--- What you need to do ---
Repeat all of the data exactly. Leave nothing out.

Content starts

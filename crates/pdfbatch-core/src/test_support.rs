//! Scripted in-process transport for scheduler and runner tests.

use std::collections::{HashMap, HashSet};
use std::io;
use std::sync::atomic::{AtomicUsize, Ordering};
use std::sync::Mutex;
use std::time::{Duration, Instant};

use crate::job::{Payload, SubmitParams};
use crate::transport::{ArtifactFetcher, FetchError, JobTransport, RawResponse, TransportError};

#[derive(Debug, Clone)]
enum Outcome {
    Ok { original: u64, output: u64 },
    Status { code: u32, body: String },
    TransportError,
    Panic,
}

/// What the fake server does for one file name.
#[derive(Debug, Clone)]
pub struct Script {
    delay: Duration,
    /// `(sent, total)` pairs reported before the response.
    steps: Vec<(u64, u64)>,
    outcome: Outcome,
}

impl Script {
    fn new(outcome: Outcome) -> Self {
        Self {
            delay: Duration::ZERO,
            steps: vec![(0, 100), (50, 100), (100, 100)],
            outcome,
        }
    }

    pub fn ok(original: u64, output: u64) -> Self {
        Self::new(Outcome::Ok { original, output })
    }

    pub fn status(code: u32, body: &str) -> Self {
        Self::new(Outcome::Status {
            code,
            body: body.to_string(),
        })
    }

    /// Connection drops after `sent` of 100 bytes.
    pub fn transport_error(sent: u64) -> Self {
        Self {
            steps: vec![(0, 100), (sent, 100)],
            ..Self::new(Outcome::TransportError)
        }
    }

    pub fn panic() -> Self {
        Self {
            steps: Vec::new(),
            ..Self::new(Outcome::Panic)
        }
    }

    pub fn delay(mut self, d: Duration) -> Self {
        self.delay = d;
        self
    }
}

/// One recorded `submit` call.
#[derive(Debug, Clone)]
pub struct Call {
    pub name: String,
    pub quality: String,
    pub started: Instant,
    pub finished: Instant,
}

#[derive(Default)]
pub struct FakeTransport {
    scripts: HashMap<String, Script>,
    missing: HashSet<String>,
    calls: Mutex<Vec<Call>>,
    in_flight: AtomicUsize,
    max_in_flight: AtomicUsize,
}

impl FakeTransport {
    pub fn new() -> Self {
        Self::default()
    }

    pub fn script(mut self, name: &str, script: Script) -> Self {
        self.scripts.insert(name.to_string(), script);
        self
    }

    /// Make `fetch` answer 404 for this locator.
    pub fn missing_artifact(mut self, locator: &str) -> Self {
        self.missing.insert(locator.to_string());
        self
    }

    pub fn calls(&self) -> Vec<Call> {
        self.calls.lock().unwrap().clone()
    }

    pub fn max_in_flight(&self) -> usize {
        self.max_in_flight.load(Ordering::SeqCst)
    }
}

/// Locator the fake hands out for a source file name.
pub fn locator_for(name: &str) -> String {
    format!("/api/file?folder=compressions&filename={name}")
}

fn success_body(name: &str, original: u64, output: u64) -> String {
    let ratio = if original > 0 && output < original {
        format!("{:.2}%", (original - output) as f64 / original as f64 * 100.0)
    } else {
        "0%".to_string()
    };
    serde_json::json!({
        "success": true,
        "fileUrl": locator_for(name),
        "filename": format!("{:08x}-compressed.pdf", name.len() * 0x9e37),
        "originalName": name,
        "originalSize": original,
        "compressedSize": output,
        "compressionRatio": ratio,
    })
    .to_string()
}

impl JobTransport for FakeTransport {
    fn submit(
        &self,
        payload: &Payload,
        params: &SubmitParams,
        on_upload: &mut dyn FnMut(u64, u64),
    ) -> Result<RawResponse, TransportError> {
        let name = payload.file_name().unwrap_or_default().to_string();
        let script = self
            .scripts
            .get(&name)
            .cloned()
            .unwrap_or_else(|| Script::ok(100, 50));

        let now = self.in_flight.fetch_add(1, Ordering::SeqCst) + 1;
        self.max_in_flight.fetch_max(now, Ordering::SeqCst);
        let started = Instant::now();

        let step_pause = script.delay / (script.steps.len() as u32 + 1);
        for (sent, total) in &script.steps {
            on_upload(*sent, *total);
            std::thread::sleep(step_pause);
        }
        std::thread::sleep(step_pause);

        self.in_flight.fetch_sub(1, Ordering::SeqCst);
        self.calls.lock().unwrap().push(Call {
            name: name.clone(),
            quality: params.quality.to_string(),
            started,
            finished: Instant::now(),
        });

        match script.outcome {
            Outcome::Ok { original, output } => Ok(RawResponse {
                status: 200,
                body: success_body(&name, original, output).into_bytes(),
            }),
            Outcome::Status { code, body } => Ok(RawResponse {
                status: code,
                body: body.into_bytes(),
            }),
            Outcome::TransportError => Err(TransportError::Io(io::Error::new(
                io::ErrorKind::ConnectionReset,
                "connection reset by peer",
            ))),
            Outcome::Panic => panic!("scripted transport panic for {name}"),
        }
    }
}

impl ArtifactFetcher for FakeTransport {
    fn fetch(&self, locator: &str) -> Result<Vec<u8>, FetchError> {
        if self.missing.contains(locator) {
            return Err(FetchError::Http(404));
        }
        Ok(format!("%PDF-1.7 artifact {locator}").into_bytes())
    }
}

Content ends

--- Solution to this problem ---
filename crates/pdfbatch-core/src/test_support.rs
//! Scripted in-process transport for scheduler and runner tests.

use std::collections::{HashMap, HashSet};
use std::io;
use std::sync::atomic::{AtomicUsize, Ordering};
use std::sync::Mutex;
use std::time::{Duration, Instant};

use crate::job::{Payload, SubmitParams};
use crate::transport::{ArtifactFetcher, FetchError, JobTransport, RawResponse, TransportError};

#[derive(Debug, Clone)]
enum Outcome {
    Ok { original: u64, output: u64 },
    Status { code: u32, body: String },
    TransportError,
    Panic,
}

/// What the fake server does for one file name.
#[derive(Debug, Clone)]
pub struct Script {
    delay: Duration,
    /// `(sent, total)` pairs reported before the response.
    steps: Vec<(u64, u64)>,
    outcome: Outcome,
}

impl Script {
    fn new(outcome: Outcome) -> Self {
        Self {
            delay: Duration::ZERO,
            steps: vec![(0, 100), (50, 100), (100, 100)],
            outcome,
        }
    }

    pub fn ok(original: u64, output: u64) -> Self {
        Self::new(Outcome::Ok { original, output })
    }

    pub fn status(code: u32, body: &str) -> Self {
        Self::new(Outcome::Status {
            code,
            body: body.to_string(),
        })
    }

    /// Connection drops after `sent` of 100 bytes.
    pub fn transport_error(sent: u64) -> Self {
        Self {
            steps: vec![(0, 100), (sent, 100)],
            ..Self::new(Outcome::TransportError)
        }
    }

    pub fn panic() -> Self {
        Self {
            steps: Vec::new(),
            ..Self::new(Outcome::Panic)
        }
    }

    pub fn delay(mut self, d: Duration) -> Self {
        self.delay = d;
        self
    }
}

/// One recorded `submit` call.
#[derive(Debug, Clone)]
pub struct Call {
    pub name: String,
    pub quality: String,
    pub started: Instant,
    pub finished: Instant,
}

#[derive(Default)]
pub struct FakeTransport {
    scripts: HashMap<String, Script>,
    missing: HashSet<String>,
    calls: Mutex<Vec<Call>>,
    in_flight: AtomicUsize,
    max_in_flight: AtomicUsize,
}

impl FakeTransport {
    pub fn new() -> Self {
        Self::default()
    }

    pub fn script(mut self, name: &str, script: Script) -> Self {
        self.scripts.insert(name.to_string(), script);
        self
    }

    /// Make `fetch` answer 404 for this locator.
    pub fn missing_artifact(mut self, locator: &str) -> Self {
        self.missing.insert(locator.to_string());
        self
    }

    pub fn calls(&self) -> Vec<Call> {
        self.calls.lock().unwrap().clone()
    }

    pub fn max_in_flight(&self) -> usize {
        self.max_in_flight.load(Ordering::SeqCst)
    }
}

/// Locator the fake hands out for a source file name.
pub fn locator_for(name: &str) -> String {
    format!("/api/file?folder=compressions&filename={name}")
}

fn success_body(name: &str, original: u64, output: u64) -> String {
    let ratio = if original > 0 && output < original {
        format!("{:.2}%", (original - output) as f64 / original as f64 * 100.0)
    } else {
        "0%".to_string()
    };
    serde_json::json!({
        "success": true,
        "fileUrl": locator_for(name),
        "filename": format!("{:08x}-compressed.pdf", name.len() * 0x9e37),
        "originalName": name,
        "originalSize": original,
        "compressedSize": output,
        "compressionRatio": ratio,
    })
    .to_string()
}

impl JobTransport for FakeTransport {
    fn submit(
        &self,
        payload: &Payload,
        params: &SubmitParams,
        on_upload: &mut dyn FnMut(u64, u64),
    ) -> Result<RawResponse, TransportError> {
        let name = payload.file_name().unwrap_or_default().to_string();
        let script = self
            .scripts
            .get(&name)
            .cloned()
            .unwrap_or_else(|| Script::ok(100, 50));

        let now = self.in_flight.fetch_add(1, Ordering::SeqCst) + 1;
        self.max_in_flight.fetch_max(now, Ordering::SeqCst);
        let started = Instant::now();

        let step_pause = script.delay / (script.steps.len() as u32 + 1);
        for (sent, total) in &script.steps {
            on_upload(*sent, *total);
            std::thread::sleep(step_pause);
        }
        std::thread::sleep(step_pause);

        self.in_flight.fetch_sub(1, Ordering::SeqCst);
        self.calls.lock().unwrap().push(Call {
            name: name.clone(),
            quality: params.quality.to_string(),
            started,
            finished: Instant::now(),
        });

        match script.outcome {
            Outcome::Ok { original, output } => Ok(RawResponse {
                status: 200,
                body: success_body(&name, original, output).into_bytes(),
            }),
            Outcome::Status { code, body } => Ok(RawResponse {
                status: code,
                body: body.into_bytes(),
            }),
            Outcome::TransportError => Err(TransportError::Io(io::Error::new(
                io::ErrorKind::ConnectionReset,
                "connection reset by peer",
            ))),
            Outcome::Panic => panic!("scripted transport panic for {name}"),
        }
    }
}

impl ArtifactFetcher for FakeTransport {
    fn fetch(&self, locator: &str) -> Result<Vec<u8>, FetchError> {
        if self.missing.contains(locator) {
            return Err(FetchError::Http(404));
        }
        Ok(format!("%PDF-1.7 artifact {locator}").into_bytes())
    }
}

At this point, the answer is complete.